The new, intense and strangely hypnotic series Hannibal brings the characters introduced in Harris’ book Red Dragon to life on the small screen. If you have read the novel then you know where the series is heading but that doesn’t make it any less of an intriguing and mesmerising journey. Will Graham (Hugh Dancy) is a gifted FBI profiler haunted by his ability to empathise with the serial killers and criminally insane individuals he is sent to hunt. Initially brought into an investigation on missing college girls by Special Agent Jack Crawford (Lawrence Fishburne), Graham struggles to create a profile when one of the missing girls is returned to her bed dead. He suspects this is an apologetic gesture from the killer. But another girl is found mounted on the horns of a deer which has the hallmarks of a copycat. Crawford reaches out to respected psychiatrist Hannibal Lecter (Danish actor, Mads Mikkelsen) for additional help, who of course takes an avid interest in the case, and in Will Graham in whom he sees a kindred spirit.
Graham is a tortured soul. He sees and understands things about the crimes and the killers that others do not. Extremely keen to avoid meaningful social contact (he wears his glasses low on his bridge to make sure he never looks someone in the eye) Will took a position as a lecturer on serial killers at the FBI academy but is soon drawn back into the active world of death. Unable to escape his nightmares, Graham often wakes in the early hours of the morning soaked in sweat and surrounded by the many stray dogs he has taken in. But will the ever increasingly strange and twisted cases he is asked to consult on be too much for his troubled psyche?
Lecter is a delight to watch. You are captivated by the character. You know he is bad. But he is so good at it. You almost forget the brutality he is capable of. The suave, refined and controlled persona never waivers whether Hannibal is preparing freshly harvested human lungs for his dinner or providing council to his patients or the FBI. And when he offers food to those around him, you are never quite sure exactly what’s in it. But how long can Hannibal operate unnoticed by the FBI? How long before Will suspects something?
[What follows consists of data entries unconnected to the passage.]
//! Operator library. Each operator is an [`Operator`](crate::runtime::Operator)
//! wrapped in an [`OperatorIterator`](crate::runtime::OperatorIterator); the
//! free functions build boxed nodes for the tree assembler.

pub mod arithmetic;
pub mod comparison;
pub mod logic;
pub mod object;
pub mod primary;
pub mod simple_map;

pub use arithmetic::{additive, multiplicative, unary};
pub use comparison::{general_comparison, value_comparison};
pub use logic::{and, conditional, not, or};
pub use object::{
    ObjectProjection, array_constructor, array_lookup, array_unboxing, object_constructor, object_lookup, project,
};
pub use primary::{
    ItemSource, SourceIterator, VecSource, comma, constant, context_item, empty_sequence, range, sequence, source,
    variable,
};
pub use simple_map::simple_map;
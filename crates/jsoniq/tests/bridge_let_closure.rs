use chrono::{NaiveDate, TimeDelta};
use jsoniq_runtime::runtime::iterators::{additive, constant, object_lookup, variable};
use jsoniq_runtime::runtime::{AdditiveOp, Metadata};
use jsoniq_runtime::{DynamicContext, ErrorCode, Item, ItemCodec, LetClosure, ObjectProjection, TaggedJsonCodec};
use serde_json::json;

fn md() -> Metadata {
    Metadata::default()
}

fn encode(items: &[Item]) -> Vec<u8> {
    TaggedJsonCodec::new().encode(items).unwrap()
}

fn decode(bytes: &[u8]) -> Vec<Item> {
    TaggedJsonCodec::new().decode(bytes).unwrap()
}

fn assert_send<T: Send>(_: &T) {}

#[test]
fn shifts_a_date_column_by_a_duration_column() {
    // let $due := $start + $grace
    let expression = additive(variable("start", md()), variable("grace", md()), AdditiveOp::Add, md());
    let mut closure =
        LetClosure::new(expression, ["id", "start", "grace"], TaggedJsonCodec::new(), DynamicContext::empty());
    assert_send(&closure);
    let deps: Vec<String> = closure.dependencies().iter().map(ToString::to_string).collect();
    assert_eq!(deps, ["start", "grace"]);

    let start = Item::date(NaiveDate::from_ymd_opt(2024, 1, 30).unwrap(), None);
    let grace = Item::day_time_duration(TimeDelta::days(3));
    let row = vec![encode(&[Item::string("row-1")]), encode(&[start]), encode(&[grace])];
    let out = decode(&closure.call(&row).unwrap());
    assert_eq!(out, vec![Item::date(NaiveDate::from_ymd_opt(2024, 2, 2).unwrap(), None)]);
}

#[test]
fn empty_columns_propagate_as_empty_results() {
    let expression = additive(variable("a", md()), constant(Item::Int(1), md()), AdditiveOp::Add, md());
    let mut closure = LetClosure::new(expression, ["a"], TaggedJsonCodec::new(), DynamicContext::empty());
    let out = closure.call(&[encode(&[])]).unwrap();
    assert!(decode(&out).is_empty());
}

#[test]
fn evaluation_errors_come_back_as_runtime_errors() {
    let expression = additive(variable("a", md()), variable("b", md()), AdditiveOp::Add, md());
    let mut closure = LetClosure::new(expression, ["a", "b"], TaggedJsonCodec::new(), DynamicContext::empty());
    let err = closure.call(&[encode(&[Item::Null]), encode(&[Item::Int(1)])]).unwrap_err();
    assert_eq!(err.code, ErrorCode::XPTY0004);

    let err = closure.call(&[b"{".to_vec(), encode(&[Item::Int(1)])]).unwrap_err();
    assert_eq!(err.code, ErrorCode::FOER0000);
}

#[test]
fn closure_survives_rehydration() {
    let expression = object_lookup(variable("doc", md()), constant(Item::string("name"), md()), md());
    let mut closure = LetClosure::new(expression, ["doc"], TaggedJsonCodec::new(), DynamicContext::empty());
    let row = vec![encode(&[Item::from_json(&json!({"name": "x", "n": 1}))])];
    let before = closure.call(&row).unwrap();
    closure.rehydrate();
    assert_eq!(closure.call(&row).unwrap(), before);
    assert_eq!(decode(&before), vec![Item::string("x")]);
}

#[test]
fn decoded_objects_keep_key_order() {
    let rows = vec![Item::from_json(&json!({"zone": "eu", "id": 4, "kind": "pen"}))];
    let decoded = decode(&encode(&rows));
    assert_eq!(decoded[0].keys().collect::<Vec<_>>(), ["zone", "id", "kind"]);
    let projected = ObjectProjection::new(["kind", "zone"]).apply(decoded[0].clone());
    assert_eq!(projected.keys().collect::<Vec<_>>(), ["zone", "kind"]);
}

#[test]
fn projection_closure_over_decoded_rows() {
    let projection = ObjectProjection::new(["id"]);
    let rows = vec![Item::from_json(&json!({"id": 1, "blob": "..."})), Item::Int(7)];
    let decoded = decode(&encode(&rows));
    let projected: Vec<Item> = decoded.into_iter().map(|item| projection.apply(item)).collect();
    assert_eq!(projected, vec![Item::from_json(&json!({"id": 1})), Item::Int(7)]);
}
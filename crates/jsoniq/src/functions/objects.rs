use itertools::Itertools;

use super::{FunctionRegistry, optional_argument};
use crate::item::Item;
use crate::runtime::error::Error;
use crate::runtime::iterators::{empty_sequence, project};

pub(super) fn register(reg: &mut FunctionRegistry) {
    reg.register_streaming("project", 2, |args, metadata| {
        let mut args = args.into_iter();
        match (args.next(), args.next()) {
            (Some(input), Some(keys)) => project(input, keys, metadata),
            _ => empty_sequence(metadata),
        }
    });

    // Distinct keys of every object in the input, in order of first appearance.
    reg.register_fn("keys", 1, |_call, args| {
        Ok(args[0].iter().flat_map(Item::keys).unique().map(Item::string).collect())
    });

    reg.register_fn("values", 1, |_call, args| {
        Ok(args[0].iter().filter_map(Item::as_object).flat_map(|o| o.values().cloned()).collect())
    });

    reg.register_fn("size", 1, |_call, args| {
        let Some(item) = optional_argument(args, 0, "size")? else {
            return Ok(vec![]);
        };
        let members = item.as_array().ok_or_else(|| {
            Error::unexpected_type(format!("size() expects an array, found an item of type \"{}\"", item.type_name()))
        })?;
        let size = i32::try_from(members.len()).map(Item::Int).unwrap_or_else(|_| Item::integer(members.len()));
        Ok(vec![size])
    });

    reg.register_fn("members", 1, |_call, args| Ok(args[0].iter().flat_map(|a| a.members().to_vec()).collect()));
}

#[cfg(test)]
mod tests {
    use crate::functions::default_function_registry;
    use crate::item::Item;
    use crate::runtime::error::ErrorCode;
    use crate::runtime::iterators::{constant, sequence};
    use crate::runtime::{DynamicContext, Metadata, Result, RuntimeIterator};
    use serde_json::json;

    fn md() -> Metadata {
        Metadata::default()
    }

    fn call(name: &str, args: Vec<Vec<Item>>) -> Result<Vec<Item>> {
        let args = args.into_iter().map(|a| sequence(a, md())).collect();
        let mut it = default_function_registry().build_call(name, args, md())?;
        it.materialize(&DynamicContext::empty())
    }

    fn objects() -> Vec<Item> {
        vec![
            Item::from_json(&json!({"a": 1, "b": 2})),
            Item::Int(0),
            Item::from_json(&json!({"c": 3, "a": 4})),
        ]
    }

    #[test]
    fn keys_are_distinct_in_first_occurrence_order() {
        let keys = call("keys", vec![objects()]).unwrap();
        assert_eq!(keys, vec![Item::string("a"), Item::string("b"), Item::string("c")]);
    }

    #[test]
    fn values_flatten_objects() {
        assert_eq!(
            call("values", vec![objects()]).unwrap(),
            vec![Item::Int(1), Item::Int(2), Item::Int(3), Item::Int(4)]
        );
    }

    #[test]
    fn size_and_members() {
        let arrays = vec![Item::from_json(&json!([1, 2])), Item::from_json(&json!([3]))];
        assert_eq!(call("members", vec![arrays.clone()]).unwrap(), vec![Item::Int(1), Item::Int(2), Item::Int(3)]);
        assert_eq!(call("size", vec![vec![arrays[0].clone()]]).unwrap(), vec![Item::Int(2)]);
        assert!(call("size", vec![vec![]]).unwrap().is_empty());
        assert_eq!(call("size", vec![vec![Item::Int(1)]]).unwrap_err().code, ErrorCode::XPTY0004);
    }

    #[test]
    fn project_is_a_streaming_builtin() {
        let mut it = default_function_registry()
            .build_call("project", vec![sequence(objects(), md()), constant(Item::string("a"), md())], md())
            .unwrap();
        assert_eq!(
            it.materialize(&DynamicContext::empty()).unwrap(),
            vec![Item::from_json(&json!({"a": 1})), Item::Int(0), Item::from_json(&json!({"a": 4}))]
        );
    }
}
Hannibal is a must watch for fans of not only the books and the movies but anyone who enjoys a slick production involving dark and twisted minds and the crimes they commit. Filmed with subdued lighting and grey overtones, there is a sense of restraint about everything. Nothing is over the top, be it the crime scenes, the costumes or the characters. Yet you are drawn in by it all. It leaves you feeling slightly creeped out but in an ‘I want more’ kind of way.
In the second episode ‘Amuse-Bouche’, Will helps to try and find a killer who is using his victims as fertiliser for his mushrooms. Yes- you read right. People as fertiliser. Meanwhile a tabloid reporter is snooping around wanting a scoop on the case and on Will Graham. But when she is found listening at the keyhole in Lecter’s office, who is now Will’s shrink, her safety is called into doubt. Can Will figure out who is behind the crop of bodies buried in the forest before another innocent person goes missing? And how far will Lecter go to protect Graham from the prying eyes of the press? Make sure you make your reservation for the unmissable next serve of ‘Hannibal’.
Hannibal airs Wednesday nights on Seven in Australia.